Input material: Begin

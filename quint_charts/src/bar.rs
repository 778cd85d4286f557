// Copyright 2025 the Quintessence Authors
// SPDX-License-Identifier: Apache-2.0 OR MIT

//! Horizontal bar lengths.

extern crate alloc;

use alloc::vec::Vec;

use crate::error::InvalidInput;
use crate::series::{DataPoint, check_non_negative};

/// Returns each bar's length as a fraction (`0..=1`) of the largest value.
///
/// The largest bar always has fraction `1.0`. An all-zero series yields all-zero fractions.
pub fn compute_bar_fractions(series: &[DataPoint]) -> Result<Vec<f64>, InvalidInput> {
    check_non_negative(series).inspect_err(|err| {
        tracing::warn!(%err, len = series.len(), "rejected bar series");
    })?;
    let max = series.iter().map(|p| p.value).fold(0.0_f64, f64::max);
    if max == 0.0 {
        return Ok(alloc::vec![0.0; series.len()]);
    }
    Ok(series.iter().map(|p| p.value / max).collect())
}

Input material: End

## Your assignment
Repeat, word for word, every line from the line that contains "pub fn compute_bar_fractions(series: &[DataPoint])" to the end of the entries; include both of those lines and no others.

## Expected answer
pub fn compute_bar_fractions(series: &[DataPoint]) -> Result<Vec<f64>, InvalidInput> {
    check_non_negative(series).inspect_err(|err| {
        tracing::warn!(%err, len = series.len(), "rejected bar series");
    })?;
    let max = series.iter().map(|p| p.value).fold(0.0_f64, f64::max);
    if max == 0.0 {
        return Ok(alloc::vec![0.0; series.len()]);
    }
    Ok(series.iter().map(|p| p.value / max).collect())
}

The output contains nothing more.